Family-Based Immigration

There are various ways of obtaining permanent resident or immigrant status in the United States. However, one of the most common paths to residency or immigrant status is through a qualifying family member. Unfortunately, not all family members are created equal and the "type" of family relationship dictates how long a relative must wait before obtaining lawful immigrant or permanent resident status in the US. As a general rule, immigrating thorough a qualifying relative is initiated when a US citizen relative files an I-130 relative visa petition.

Immediate relatives

Immediate relatives are not subject to a numerical limit. Therefore, someone who is an "immediate relative" does not have to wait for visa availability in order to immigrate to the United States.

Question: Who is an "immediate relative"?
Answer: Spouses and parents of a US citizen are immediate relatives. Children of US citizens are also immediate relatives provided they are below the age of 21 and unmarried. Once a "child" turns 21, the child ceases to be an immediate relative and becomes either a first preference or third preference relative depending on whether or not the child is married.

Question: Can a US citizen child file a petition for his parent?
Answer: The USC child must be at least 21 years old before he can file for a parent.

Question: Who is a "child"?
Answer:

A child is -

  • Born in wedlock;
  • Step-child who is under the age of 18 at the time the step-relationship was created;
  • Child legitimated before the age of 18 and in custody of the father at time of legitimation;
  • Child born out of wedlock and if relationship claimed is through the father, evidence of a bona fide parent-child relationship exists;
  • Adopted child if adopted blow the age of 16 and the adopting parent has two years physical and legal custody of the child;
  • Certain orphans


Question: If the US citizen spouse dies before his wife obtains immigrant status, can the wife still become a permanent resident or immigrant?
Answer: The widow or widower of a US citizen can obtain residency if he or she was married at the time of the US citizen spouse's death and he or she files the petition within two years of the US citizen spouse's death. The appropriate petition would be the I-360. If an I-130 was already pending at the time of death, the I-130 is converted to an I-360 petition.

There is no requirement that the widow or widower be married to the deceased US citizen spouse for at least two years or that the deceased US citizen spouse must have been a US citizen for two years.


VAWA Self-Petitioners

The spouse, child, or parent of a US citizen who is battered or subject to extreme cruelty may self-petition by filing the Form I-360 without the abusive USC or permanent resident spouse or parent's support. The child of the battered spouse is not required to file a separate petition and may be included in the same petition.

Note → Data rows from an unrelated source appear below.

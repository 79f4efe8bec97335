use std::collections::HashSet;
use std::sync::{mpsc, Arc, Mutex, PoisonError};
use rayon::prelude::*;
use rayon::{ThreadPool, ThreadPoolBuildError, ThreadPoolBuilder};
use egui::{ColorImage, Context};
use tracing::{debug, warn};
use crate::core::image_cache::ImageCache;
use crate::core::image_loader_factory::ImageLoaderFactory;

enum Loaded {
    Image { generation: u64, source: String, image: ColorImage },
    Failed { generation: u64, source: String },
}

pub struct PreloadManager {
    image_receiver: mpsc::Receiver<Loaded>,
    image_sender: mpsc::Sender<Loaded>,
    loading: Arc<Mutex<HashSet<String>>>,
    preload_range: usize,
    loader_factory: ImageLoaderFactory,
    pool: Arc<ThreadPool>,
    // Sube con cada lista nueva
    generation: u64,
}

// Primero la actual, luego las vecinas de dentro hacia fuera
pub fn preload_order(len: usize, current: usize, range: usize) -> Vec<usize> {
    if current >= len {
        return Vec::new();
    }
    let mut order = vec![current];
    for distance in 1..=range {
        if let Some(next) = current.checked_add(distance).filter(|&i| i < len) {
            order.push(next);
        }
        if let Some(prev) = current.checked_sub(distance) {
            order.push(prev);
        }
    }
    order
}

impl PreloadManager {
    pub fn new(preload_range: usize) -> Result<Self, ThreadPoolBuildError> {
        let (sender, receiver) = mpsc::channel();
        let threads = num_cpus::get().clamp(1, 4);
        let pool = ThreadPoolBuilder::new()
            .num_threads(threads)
            .thread_name(|i| format!("decodificador-{i}"))
            .build()?;
        debug!(threads, "pool de decodificación creado");

        Ok(Self {
            image_receiver: receiver,
            image_sender: sender,
            loading: Arc::new(Mutex::new(HashSet::new())),
            preload_range,
            loader_factory: ImageLoaderFactory::new(),
            pool: Arc::new(pool),
            generation: 0,
        })
    }

    pub fn reset(&mut self) {
        self.generation += 1;
        debug!(generation = self.generation, "descartando decodificaciones pendientes");
    }

    pub fn preload_images_around_index(
        &self,
        ctx: &Context,
        images: &[String],
        current_index: usize,
        image_cache: &ImageCache,
    ) {
        let to_load: Vec<String> = preload_order(images.len(), current_index, self.preload_range)
            .into_iter()
            .map(|i| &images[i])
            .filter(|source| !image_cache.contains(source))
            .cloned()
            .collect();

        if !to_load.is_empty() {
            self.spawn_loading(ctx.clone(), to_load);
        }
    }

    fn spawn_loading(&self, ctx: Context, sources: Vec<String>) {
        let sender = self.image_sender.clone();
        let loading = Arc::clone(&self.loading);
        let factory = self.loader_factory.clone();
        let generation = self.generation;

        self.pool.spawn(move || {
            sources.into_par_iter()
                .filter(|source| {
                    // Ya se está cargando en otro hilo
                    loading
                        .lock()
                        .unwrap_or_else(PoisonError::into_inner)
                        .insert(source.clone())
                })
                .for_each(|source| {
                    let result = match factory.load_image(&source) {
                        Ok(image) => Loaded::Image {
                            generation,
                            source: source.clone(),
                            image,
                        },
                        Err(e) => {
                            warn!(%source, "no se pudo cargar la imagen: {e}");
                            Loaded::Failed {
                                generation,
                                source: source.clone(),
                            }
                        }
                    };

                    loading
                        .lock()
                        .unwrap_or_else(PoisonError::into_inner)
                        .remove(&source);

                    if sender.send(result).is_ok() {
                        ctx.request_repaint();
                    }
                });
        });
    }

    pub fn process_loaded_images(&self, ctx: &Context, image_cache: &mut ImageCache) {
        while let Ok(loaded) = self.image_receiver.try_recv() {
            match loaded {
                Loaded::Image { generation, source, .. } | Loaded::Failed { generation, source }
                    if generation != self.generation =>
                {
                    debug!(%source, "decodificación de una lista anterior descartada");
                }
                Loaded::Image { source, image, .. } => {
                    let texture = ctx.load_texture(
                        format!("image_{source}"),
                        image,
                        egui::TextureOptions::LINEAR,
                    );
                    image_cache.insert(source, texture);
                    debug!(cached = image_cache.len(), "textura lista");
                }
                Loaded::Failed { source, .. } => image_cache.insert_failed(source),
            }
        }
    }
}

#[cfg(test)]
mod tests {
    use super::*;
    use std::time::{Duration, Instant};

    #[test]
    fn current_first_then_outwards() {
        assert_eq!(preload_order(10, 5, 2), [5, 6, 4, 7, 3]);
    }

    #[test]
    fn order_is_clipped_to_the_list() {
        assert_eq!(preload_order(3, 0, 2), [0, 1, 2]);
        assert_eq!(preload_order(3, 2, 1), [2, 1]);
        assert!(preload_order(0, 0, 2).is_empty());
    }

    #[test]
    fn loads_and_records_failures() {
        let dir = tempfile::tempdir().unwrap();
        let good = dir.path().join("a.png");
        image::RgbaImage::new(4, 4).save(&good).unwrap();
        let images = vec![
            good.to_string_lossy().into_owned(),
            dir.path().join("falta.png").to_string_lossy().into_owned(),
        ];

        let ctx = Context::default();
        let manager = PreloadManager::new(1).unwrap();
        let mut cache = ImageCache::new(4);
        manager.preload_images_around_index(&ctx, &images, 0, &cache);

        let deadline = Instant::now() + Duration::from_secs(10);
        while cache.len() < 2 && Instant::now() < deadline {
            manager.process_loaded_images(&ctx, &mut cache);
            std::thread::sleep(Duration::from_millis(10));
        }

        assert!(matches!(cache.get(&images[0]), Some(crate::core::image_cache::Slot::Ready(_))));
        assert!(matches!(cache.get(&images[1]), Some(crate::core::image_cache::Slot::Failed)));
    }

    #[test]
    fn results_from_a_replaced_list_are_dropped() {
        let ctx = Context::default();
        let mut manager = PreloadManager::new(1).unwrap();
        let mut cache = ImageCache::new(4);

        let stale = manager.generation;
        manager.reset();
        manager
            .image_sender
            .send(Loaded::Image {
                generation: stale,
                source: "vieja.png".to_owned(),
                image: ColorImage::new([2, 2], egui::Color32::WHITE),
            })
            .unwrap();
        manager
            .image_sender
            .send(Loaded::Failed { generation: stale, source: "rota.png".to_owned() })
            .unwrap();
        manager
            .image_sender
            .send(Loaded::Failed { generation: manager.generation, source: "nueva.png".to_owned() })
            .unwrap();

        manager.process_loaded_images(&ctx, &mut cache);

        assert!(!cache.contains("vieja.png"));
        assert!(!cache.contains("rota.png"));
        assert!(matches!(cache.get("nueva.png"), Some(crate::core::image_cache::Slot::Failed)));
        assert_eq!(cache.len(), 1);
    }
}
use std::path::PathBuf;
use crate::config::config::*;
use crate::config::settings::CarouselConfig;
use crate::core::file_manager::FileManager;
use crate::ui::viewer::CarouselApp;
use tracing::{error, info, warn};

pub fn run(args: Vec<PathBuf>) {
    let config = CarouselConfig::load();

    let (image_paths, initial_index) = match FileManager::collect_from_args(&args) {
        Ok(found) => found,
        Err(e) => {
            warn!("no se pudieron leer las rutas indicadas: {e}");
            (Vec::new(), 0)
        }
    };

    let options = eframe::NativeOptions {
        viewport: egui::ViewportBuilder::default()
            .with_inner_size(WINDOW_SIZE)
            .with_min_inner_size(MIN_WINDOW_SIZE),
        ..Default::default()
    };

    info!(version = APP_VERSION, images = image_paths.len(), "iniciando");
    let result = eframe::run_native(
        APP_NAME,
        options,
        Box::new(move |_cc| {
            let mut app = CarouselApp::new(config)?;
            if !image_paths.is_empty() {
                app.set_images(image_paths, initial_index);
            }
            Ok(Box::new(app))
        }),
    );

    if let Err(e) = result {
        error!("error al iniciar la aplicación: {e}");
        std::process::exit(1);
    }
}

The abused spouse is not required to be married or living with the abusive USC or permanent resident spouse at the time of filing. However, the abused spouse must show that she resided with the abusive USC or permanent resident spouse; she (or the child) was battered or subject to extreme cruelty during the marriage; the marriage was entered into in good faith; she is otherwise eligible for immediate relative status; and she is a person of good moral character.

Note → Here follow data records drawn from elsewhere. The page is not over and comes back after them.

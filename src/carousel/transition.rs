#[derive(Debug, Clone, Copy, PartialEq, Eq)]
pub enum SlideDirection {
    Forward,
    Backward,
}

impl SlideDirection {
    fn sign(self) -> f32 {
        match self {
            SlideDirection::Forward => 1.0,
            SlideDirection::Backward => -1.0,
        }
    }
}

#[derive(Debug, Clone, Copy, PartialEq)]
pub struct SlideFrame {
    pub offset_x: f32,
    pub opacity: f32,
}

impl SlideFrame {
    pub const REST: Self = Self {
        offset_x: 0.0,
        opacity: 1.0,
    };
}

// Sale la imagen actual desvaneciéndose y entra la nueva por el lado contrario
#[derive(Debug, Clone, Copy)]
pub struct SlideTransition {
    direction: SlideDirection,
    started_at: f64,
    half_duration: f64,
    distance: f32,
}

impl SlideTransition {
    pub fn new(direction: SlideDirection, started_at: f64, half_duration: f64, distance: f32) -> Self {
        Self {
            direction,
            started_at,
            half_duration: half_duration.max(0.0),
            distance,
        }
    }

    pub fn total_duration(&self) -> f64 {
        self.half_duration * 2.0
    }

    pub fn is_finished(&self, now: f64) -> bool {
        now - self.started_at >= self.total_duration()
    }

    pub fn frame_at(&self, now: f64) -> SlideFrame {
        let elapsed = (now - self.started_at).max(0.0);
        if self.is_finished(now) || self.half_duration == 0.0 {
            return SlideFrame::REST;
        }

        let sign = self.direction.sign();
        if elapsed < self.half_duration {
            let t = ease_in_out_quad((elapsed / self.half_duration) as f32);
            SlideFrame {
                offset_x: -sign * self.distance * t,
                opacity: 1.0 - t,
            }
        } else {
            let t = ease_in_out_quad(((elapsed - self.half_duration) / self.half_duration) as f32);
            SlideFrame {
                offset_x: sign * self.distance * (1.0 - t),
                opacity: t,
            }
        }
    }
}

pub fn ease_in_out_quad(t: f32) -> f32 {
    let t = t.clamp(0.0, 1.0);
    if t < 0.5 {
        2.0 * t * t
    } else {
        1.0 - (-2.0 * t + 2.0).powi(2) / 2.0
    }
}
pub const APP_NAME: &str = "Carrusel de Imágenes";
pub const APP_VERSION: &str = env!("CARGO_PKG_VERSION");
pub const APP_AUTHOR: &str = "thepuag";

pub const CONFIG_DIR_NAME: &str = "carrusel";

pub const WINDOW_SIZE: [f32; 2] = [1024.0, 768.0];
pub const MIN_WINDOW_SIZE: [f32; 2] = [400.0, 300.0];

// Imágenes mayores se reducen al decodificar
pub const MAX_DECODE_SIZE: (u32, u32) = (1920, 1080);
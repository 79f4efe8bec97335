pub mod carousel_widget;
pub mod viewer;
#![cfg_attr(not(debug_assertions), windows_subsystem = "windows")]

mod app;
mod carousel;
mod config;
mod core;
mod i18n;
mod ui;

use std::path::PathBuf;

fn main() {
    tracing_subscriber::fmt()
        .with_env_filter(
            tracing_subscriber::EnvFilter::from_default_env()
                .add_directive(tracing::Level::INFO.into()),
        )
        .init();

    let args: Vec<PathBuf> = std::env::args_os().skip(1).map(PathBuf::from).collect();
    app::run(args);
}
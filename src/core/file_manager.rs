
use std::path::{Path, PathBuf};
use std::fs;
use crate::core::image_format::ImageFormat;

pub struct FileManager;

impl FileManager {
    pub fn scan_directory(dir: &Path) -> Result<Vec<PathBuf>, std::io::Error> {
        let mut image_paths: Vec<PathBuf> = fs::read_dir(dir)?
            .filter_map(|entry| entry.ok())
            .map(|e| e.path())
            .filter(|p| p.is_file() && ImageFormat::is_supported(p))
            .collect();

        image_paths.sort();
        Ok(image_paths)
    }

    pub fn find_index_of_file(paths: &[PathBuf], target: &Path) -> Option<usize> {
        paths.iter().position(|p| p == target)
    }

    pub fn scan_around_file(file: &Path) -> Result<(Vec<PathBuf>, usize), std::io::Error> {
        let parent = match file.parent() {
            Some(p) if !p.as_os_str().is_empty() => p,
            _ => Path::new("."),
        };
        let image_paths = Self::scan_directory(parent)?;
        let index = Self::find_index_of_file(&image_paths, &parent.join(file.file_name().unwrap_or_default()))
            .unwrap_or(0);
        Ok((image_paths, index))
    }

    // Una carpeta, un archivo dentro de su carpeta, o varios archivos en orden
    pub fn collect_from_args(args: &[PathBuf]) -> Result<(Vec<PathBuf>, usize), std::io::Error> {
        match args {
            [] => Ok((Vec::new(), 0)),
            [single] if single.is_dir() => Ok((Self::scan_directory(single)?, 0)),
            [single] => Self::scan_around_file(single),
            many => {
                let files = many
                    .iter()
                    .filter(|p| ImageFormat::is_supported(p))
                    .cloned()
                    .collect();
                Ok((files, 0))
            }
        }
    }

    pub fn get_supported_file_filter() -> (&'static str, Vec<&'static str>) {
        ("Imagen", ImageFormat::get_supported_extensions())
    }
}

Note where child is the victim of abuse: The abuse to a child may have occurred before the marriage; there is no requirement that the marriage was bona fide; and child may petition until age 25 if he can demonstrate the "abuse was at least one central reason for the filing delay"; if the child files the I-360 before the age of 21 but turns 21 while the petition is pending, the child does not "age-out" even if the I-360 is approved after the child is 21 years old.

Conditional Residents

If the marriage between a US citizen and non-US citizen is less than two years at the time the immigrant visa application or adjustment of status application is approved, conditional residency will be granted for only two years. Ninety days before the second anniversary of the grant of residency, an application to remove the conditions (Form I-751) must be filed with the Service Center along with documentation supporting the marital bona fides. Failure to file a timely application will result in the automatic termination of conditional resident status.

Preference Immigrants

There is a numerical limit for visas issued to qualifying relatives of US citizens and permanent residents. Relatives who are not immediate relatives and come under one of the categories below, must wait for visa to become available. Visa availability is determined by a person's priority date.

For family-based petitions, the priority date is the date the I-130 visa petition was filed and received at the Service Center. The priority date is not the date of approval of the petition, which can come years later.

Categories of preference relatives:

Child Status Protection Act (CSPA)

There CSPA establishes rules in determining whether or not a child has "aged-out". The formula takes the child's age at the time an immigrant visa becomes available to the parent and deducting the number of days/ years the petition has been pending. If qualified, the child must seek to acquire permanent resident status within one year of the time the priority date is current.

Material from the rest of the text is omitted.